// File: crates/sextant-feed/src/transport.rs
// Summary: Where payloads come from: the analytics HTTP service, or an in-memory table
// for offline runs and tests.

use std::collections::{HashMap, HashSet};
use std::time::Duration;

use futures::future::{self, BoxFuture};
use futures::FutureExt;
use reqwest::Url;
use serde::de::DeserializeOwned;
use sextant_core::Period;

use crate::error::FetchError;
use crate::payload::{ForecastPayload, MarketPayload, PerformancePayload};

/// Source of remote payloads. Futures are `'static` so they can outlive the borrow of
/// the transport and be dropped (cancelled) at any point.
pub trait Transport: Send + Sync + 'static {
    fn market(&self, symbol: &str, period: Period) -> BoxFuture<'static, Result<MarketPayload, FetchError>>;
    fn forecast(&self, symbol: &str) -> BoxFuture<'static, Result<ForecastPayload, FetchError>>;
    fn performance(&self) -> BoxFuture<'static, Result<PerformancePayload, FetchError>>;
}

/// JSON over HTTP.
#[derive(Debug, Clone)]
pub struct HttpTransport {
    http: reqwest::Client,
    base_url: String,
    base: Url,
}

impl HttpTransport {
    pub fn new(base_url: impl Into<String>, timeout: Duration) -> Result<Self, FetchError> {
        let http = reqwest::Client::builder()
            .timeout(timeout)
            .user_agent(concat!(env!("CARGO_PKG_NAME"), "/", env!("CARGO_PKG_VERSION")))
            .build()?;
        let base_url = base_url.into().trim_end_matches('/').to_string();
        let base = Url::parse(&base_url).map_err(|e| FetchError::InvalidUrl(format!("{base_url}: {e}")))?;
        if base.cannot_be_a_base() {
            return Err(FetchError::InvalidUrl(base_url));
        }
        Ok(Self { http, base_url, base })
    }

    pub fn base_url(&self) -> &str {
        &self.base_url
    }

    /// `segments` appended to the base path, each percent-encoded on its own so a
    /// symbol can never add path components or a query.
    fn endpoint(&self, segments: &[&str]) -> Result<Url, FetchError> {
        let mut url = self.base.clone();
        url.path_segments_mut()
            .map_err(|_| FetchError::InvalidUrl(self.base_url.clone()))?
            .pop_if_empty()
            .extend(segments);
        Ok(url)
    }

    fn get_json<T: DeserializeOwned + Send + 'static>(
        &self,
        url: Result<Url, FetchError>,
        query: &[(&str, &str)],
    ) -> BoxFuture<'static, Result<T, FetchError>> {
        let request = match url {
            Ok(url) => self.http.get(url).query(query),
            Err(e) => return future::ready(Err(e)).boxed(),
        };
        async move {
            let resp = request.send().await?;
            tracing::debug!(url = %resp.url(), status = %resp.status(), "GET");
            let status = resp.status();
            if !status.is_success() {
                return Err(FetchError::Status(status.as_u16()));
            }
            let body = resp.bytes().await?;
            Ok(serde_json::from_slice(&body)?)
        }
        .boxed()
    }
}

impl Transport for HttpTransport {
    fn market(&self, symbol: &str, period: Period) -> BoxFuture<'static, Result<MarketPayload, FetchError>> {
        self.get_json(self.endpoint(&["api", "stock", symbol]), &[("period", period.as_str())])
    }

    fn forecast(&self, symbol: &str) -> BoxFuture<'static, Result<ForecastPayload, FetchError>> {
        self.get_json(self.endpoint(&["api", "predict", symbol]), &[])
    }

    fn performance(&self) -> BoxFuture<'static, Result<PerformancePayload, FetchError>> {
        self.get_json(self.endpoint(&["api", "performance"]), &[])
    }
}

/// Preloaded payloads keyed by symbol, with optional per-symbol latency and failures.
#[derive(Debug, Clone, Default)]
pub struct MemoryTransport {
    market: HashMap<String, MarketPayload>,
    forecast: HashMap<String, ForecastPayload>,
    performance: Option<PerformancePayload>,
    delays: HashMap<String, Duration>,
    failing: HashSet<String>,
}

impl MemoryTransport {
    pub fn new() -> Self {
        Self::default()
    }

    pub fn with_market(mut self, payload: MarketPayload) -> Self {
        self.market.insert(payload.symbol.to_ascii_uppercase(), payload);
        self
    }

    pub fn with_forecast(mut self, symbol: &str, payload: ForecastPayload) -> Self {
        self.forecast.insert(symbol.to_ascii_uppercase(), payload);
        self
    }

    pub fn with_performance(mut self, payload: PerformancePayload) -> Self {
        self.performance = Some(payload);
        self
    }

    /// Every request for `symbol` resolves only after `delay`.
    pub fn with_delay(mut self, symbol: &str, delay: Duration) -> Self {
        self.delays.insert(symbol.to_ascii_uppercase(), delay);
        self
    }

    /// Every request for `symbol` fails with a 503.
    pub fn with_failure(mut self, symbol: &str) -> Self {
        self.failing.insert(symbol.to_ascii_uppercase());
        self
    }

    fn respond<T: Send + 'static>(&self, symbol: &str, found: Option<T>) -> BoxFuture<'static, Result<T, FetchError>> {
        let key = symbol.to_ascii_uppercase();
        let delay = self.delays.get(&key).copied().unwrap_or_default();
        let failing = self.failing.contains(&key);
        async move {
            if !delay.is_zero() {
                tokio::time::sleep(delay).await;
            }
            if failing {
                return Err(FetchError::Status(503));
            }
            found.ok_or(FetchError::Unavailable(key))
        }
        .boxed()
    }
}

impl Transport for MemoryTransport {
    fn market(&self, symbol: &str, _period: Period) -> BoxFuture<'static, Result<MarketPayload, FetchError>> {
        let found = self.market.get(&symbol.to_ascii_uppercase()).cloned();
        self.respond(symbol, found)
    }

    fn forecast(&self, symbol: &str) -> BoxFuture<'static, Result<ForecastPayload, FetchError>> {
        let found = self.forecast.get(&symbol.to_ascii_uppercase()).cloned();
        self.respond(symbol, found)
    }

    fn performance(&self) -> BoxFuture<'static, Result<PerformancePayload, FetchError>> {
        let found = self.performance.clone();
        self.respond("", found)
    }
}

#[cfg(test)]
mod tests {
    use super::*;

    #[tokio::test]
    async fn memory_transport_serves_by_symbol() {
        let t = MemoryTransport::new()
            .with_market(MarketPayload { symbol: "AAPL".into(), data: vec![], indicators: Default::default() })
            .with_failure("DOWN");
        assert_eq!(t.market("aapl", Period::OneMonth).await.unwrap().symbol, "AAPL");
        assert!(matches!(t.market("MSFT", Period::OneMonth).await, Err(FetchError::Unavailable(s)) if s == "MSFT"));
        assert!(matches!(t.forecast("DOWN").await, Err(FetchError::Status(503))));
    }

    #[test]
    fn http_transport_trims_trailing_slash() {
        let t = HttpTransport::new("http://localhost:5000/", Duration::from_secs(5)).unwrap();
        assert_eq!(t.base_url(), "http://localhost:5000");
    }

    #[test]
    fn endpoint_encodes_each_segment() {
        let t = HttpTransport::new("http://localhost:5000/svc/", Duration::from_secs(5)).unwrap();
        let url = t.endpoint(&["api", "stock", "BRK/B?x=1"]).unwrap();
        assert_eq!(url.as_str(), "http://localhost:5000/svc/api/stock/BRK%2FB%3Fx=1");
    }

    #[test]
    fn http_transport_rejects_unparsable_base() {
        assert!(matches!(
            HttpTransport::new("localhost:5000", Duration::from_secs(5)),
            Err(FetchError::InvalidUrl(_))
        ));
    }
}
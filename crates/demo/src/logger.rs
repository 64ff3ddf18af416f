// File: crates/demo/src/logger.rs
// Summary: tracing setup: daily-rotated files when a log directory is configured,
// stderr otherwise. Filter comes from SEXTANT_LOG, then the config, then a default.

use std::path::Path;

use sextant_feed::config::LoggingConfig;
use tracing_appender::non_blocking::WorkerGuard;

pub const FILTER_ENV: &str = "SEXTANT_LOG";
const DEFAULT_FILTER: &str = "warn,sextant_core=info,sextant_feed=info,sextant_demo=info";

fn filter_directives(config: &LoggingConfig) -> String {
    std::env::var(FILTER_ENV)
        .ok()
        .or_else(|| config.filter.clone())
        .unwrap_or_else(|| DEFAULT_FILTER.to_string())
}

fn file_writer(dir: &Path) -> Option<tracing_appender::rolling::RollingFileAppender> {
    use tracing_appender::rolling::{RollingFileAppender, Rotation};

    if let Err(e) = std::fs::create_dir_all(dir) {
        eprintln!("cannot create log directory {}: {e}; logging to stderr", dir.display());
        return None;
    }
    match RollingFileAppender::builder()
        .filename_prefix("sextant")
        .filename_suffix("log")
        .max_log_files(5)
        .rotation(Rotation::DAILY)
        .build(dir)
    {
        Ok(writer) => Some(writer),
        Err(e) => {
            eprintln!("cannot open log file in {}: {e}; logging to stderr", dir.display());
            None
        }
    }
}

/// Install the global subscriber. Keep the guard alive until exit or buffered lines
/// are lost.
#[must_use]
pub fn init(config: &LoggingConfig) -> WorkerGuard {
    use tracing_subscriber::fmt;
    use tracing_subscriber::prelude::*;

    let to_file = config.log_dir.as_deref().and_then(file_writer);
    let ansi = to_file.is_none();
    let (writer, guard) = match to_file {
        Some(file) => tracing_appender::non_blocking(file),
        None => tracing_appender::non_blocking(std::io::stderr()),
    };

    let file_line = cfg!(debug_assertions);
    let layer = fmt::layer()
        .with_ansi(ansi)
        .with_target(true)
        .with_file(file_line)
        .with_line_number(file_line)
        .with_writer(writer)
        .with_filter(tracing_subscriber::EnvFilter::new(filter_directives(config)));

    tracing_subscriber::registry().with(layer).init();
    guard
}
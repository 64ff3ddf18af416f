// File: crates/sextant-feed/tests/poller.rs
// Purpose: Background stats polling publishes results and survives an unavailable service.

use std::sync::Arc;
use std::time::Duration;

use sextant_feed::{MemoryTransport, PerformancePayload, PollerSettings, StatsPoller};

fn settings() -> PollerSettings {
    PollerSettings {
        interval: Duration::from_secs(5),
        base_backoff: Duration::from_millis(100),
        max_backoff: Duration::from_secs(1),
    }
}

#[tokio::test(start_paused = true)]
async fn publishes_latest_stats() {
    let stats = PerformancePayload { accuracy: 71.5, total_predictions: 420, avg_error: 2.3 };
    let poller = StatsPoller::spawn(Arc::new(MemoryTransport::new().with_performance(stats.clone())), settings());
    let mut rx = poller.subscribe();
    let got = rx.wait_for(Option::is_some).await.unwrap().clone();
    assert_eq!(got, Some(stats));
    assert_eq!(poller.latest().map(|s| s.total_predictions), Some(420));
}

#[tokio::test(start_paused = true)]
async fn missing_stats_never_publish() {
    let poller = StatsPoller::spawn(Arc::new(MemoryTransport::new()), settings());
    tokio::time::sleep(Duration::from_secs(10)).await;
    assert!(poller.latest().is_none());
}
-.-.-
▶ What is needed
Using the listing above, return word for word each line from the one that has "use reqwest::Url;" through the one that has "its own so a", and no line outside that range.

▶ Solution
use reqwest::Url;
use serde::de::DeserializeOwned;
use sextant_core::Period;

use crate::error::FetchError;
use crate::payload::{ForecastPayload, MarketPayload, PerformancePayload};

/// Source of remote payloads. Futures are `'static` so they can outlive the borrow of
/// the transport and be dropped (cancelled) at any point.
pub trait Transport: Send + Sync + 'static {
    fn market(&self, symbol: &str, period: Period) -> BoxFuture<'static, Result<MarketPayload, FetchError>>;
    fn forecast(&self, symbol: &str) -> BoxFuture<'static, Result<ForecastPayload, FetchError>>;
    fn performance(&self) -> BoxFuture<'static, Result<PerformancePayload, FetchError>>;
}

/// JSON over HTTP.
#[derive(Debug, Clone)]
pub struct HttpTransport {
    http: reqwest::Client,
    base_url: String,
    base: Url,
}

impl HttpTransport {
    pub fn new(base_url: impl Into<String>, timeout: Duration) -> Result<Self, FetchError> {
        let http = reqwest::Client::builder()
            .timeout(timeout)
            .user_agent(concat!(env!("CARGO_PKG_NAME"), "/", env!("CARGO_PKG_VERSION")))
            .build()?;
        let base_url = base_url.into().trim_end_matches('/').to_string();
        let base = Url::parse(&base_url).map_err(|e| FetchError::InvalidUrl(format!("{base_url}: {e}")))?;
        if base.cannot_be_a_base() {
            return Err(FetchError::InvalidUrl(base_url));
        }
        Ok(Self { http, base_url, base })
    }

    pub fn base_url(&self) -> &str {
        &self.base_url
    }

    /// `segments` appended to the base path, each percent-encoded on its own so a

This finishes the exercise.